I’ve made something like this, and also made it so that the mouse movement, although getting reset each time the mouse is moved, can actually be extracted.
import java.awt.*;
Robot robot;
PVector mouse = new PVector();
boolean autoMove = false;
void setup() {
fullScreen(P3D);
mouse.set(width/2, height/2);
strokeWeight(5);
noCursor();
try {
robot = new Robot();
}
catch (Exception e) {
}
}
void draw() {
background(255);
if (!autoMove && (mouseX-pmouseX != 0 || mouseY-pmouseY != 0)) {
mouse.add(mouseX-width/2, mouseY-height/2);
robot.mouseMove(width/2, height/2);
autoMove = true;
} else {
autoMove = false;
}
point(mouse.x, mouse.y);
println(mouse.x, mouse.y);
}
As you can see, I’ve done it through the Robot class, which automatically resets the mouse whenever it is moved. However, I am disappointed by a couple of things:
(1) I was unable to make this work in a windowed mode. For that, I would need to somehow get the parameters for the window’s position on the screen in the code, but nothing helped, all the guides online were either for an older version of Processing, or too complicated for me to understand.

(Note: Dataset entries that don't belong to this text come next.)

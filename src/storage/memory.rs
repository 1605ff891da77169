use std::sync::{Arc, Mutex};

use super::{DatabaseState, MigrationLock, SchemaBackend};
use crate::core::Result;

/// Process-local target database. Clones share the same state, so a test can
/// keep a handle while the migrator owns another.
#[derive(Debug, Clone, Default)]
pub struct MemoryBackend {
    state: Arc<Mutex<DatabaseState>>,
    lock_slot: Arc<Mutex<Option<String>>>,
}

impl MemoryBackend {
    pub fn new() -> Self {
        Self::default()
    }

    /// Start from an existing state, e.g. one loaded for a dry run.
    pub fn with_state(state: DatabaseState) -> Self {
        Self {
            state: Arc::new(Mutex::new(state)),
            lock_slot: Arc::default(),
        }
    }
}

impl SchemaBackend for MemoryBackend {
    fn describe(&self) -> String {
        "memory://".to_string()
    }

    fn load(&self) -> Result<DatabaseState> {
        Ok(self.state.lock()?.clone())
    }

    fn commit(&self, state: DatabaseState) -> Result<()> {
        *self.state.lock()? = state;
        Ok(())
    }

    fn lock(&self, target: &str) -> Result<MigrationLock> {
        MigrationLock::acquire_slot(&self.lock_slot, target)
    }
}

#[cfg(test)]
mod tests {
    use super::*;
    use crate::core::{Column, DataType, MigrateError, TableDef};

    #[test]
    fn test_clones_share_state() {
        let backend = MemoryBackend::new();
        let handle = backend.clone();

        let mut state = backend.load().unwrap();
        state.catalog = state
            .catalog
            .with_table(TableDef::new("spell").column(Column::new("id", DataType::Integer)))
            .unwrap();
        state.versions.set("default", Some("d4d2b2fce5f8"));
        backend.commit(state).unwrap();

        let seen = handle.load().unwrap();
        assert!(seen.catalog.table_exists("spell"));
        assert_eq!(seen.versions.current("default"), Some("d4d2b2fce5f8"));
    }

    #[test]
    fn test_uncommitted_changes_are_invisible() {
        let backend = MemoryBackend::new();
        let mut working = backend.load().unwrap();
        working.versions.set("default", Some("3fb13bacd9e0"));
        assert_eq!(backend.load().unwrap().versions.current("default"), None);
    }

    #[test]
    fn test_lock_covers_every_target() {
        let backend = MemoryBackend::new();
        let _held = backend.lock("default").unwrap();
        assert!(matches!(
            backend.lock("staging"),
            Err(MigrateError::ConcurrentMigrationDetected(t)) if t == "staging"
        ));
    }

    #[test]
    fn test_lock_shared_between_clones() {
        let backend = MemoryBackend::new();
        let other = backend.clone();
        let _held = backend.lock("default").unwrap();
        assert!(matches!(
            other.lock("default"),
            Err(MigrateError::ConcurrentMigrationDetected(_))
        ));
    }
}
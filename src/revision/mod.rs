// ============================================================================
// Revisions
// ============================================================================
//
// A revision is one versioned schema change with explicit forward and
// reverse operations. The graph orders them through parent pointers and
// answers "which revisions, in which order, to get from A to B".
//
// ============================================================================

pub mod graph;
pub mod revision;
pub mod target;

pub use graph::{MigrationPath, RevisionGraph};
pub use revision::{CustomOperationFn, Direction, Operation, Revision};
pub use target::TargetSpec;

(2) I couldn’t use the mouseMoved() function, because the resetting of the mouse also triggers it, and that would instantly undo any saved mouse movement away from the point on screen to which the robot resets the mouse. Instead, I’ve had to create my own function, or rather, a conditional statement, which activates only if it didn’t activate the last time, and vice versa.
(3) The movement is quite laggy.
Is there any way I could improve this sketch? Mainly so that I could resolve these three points above?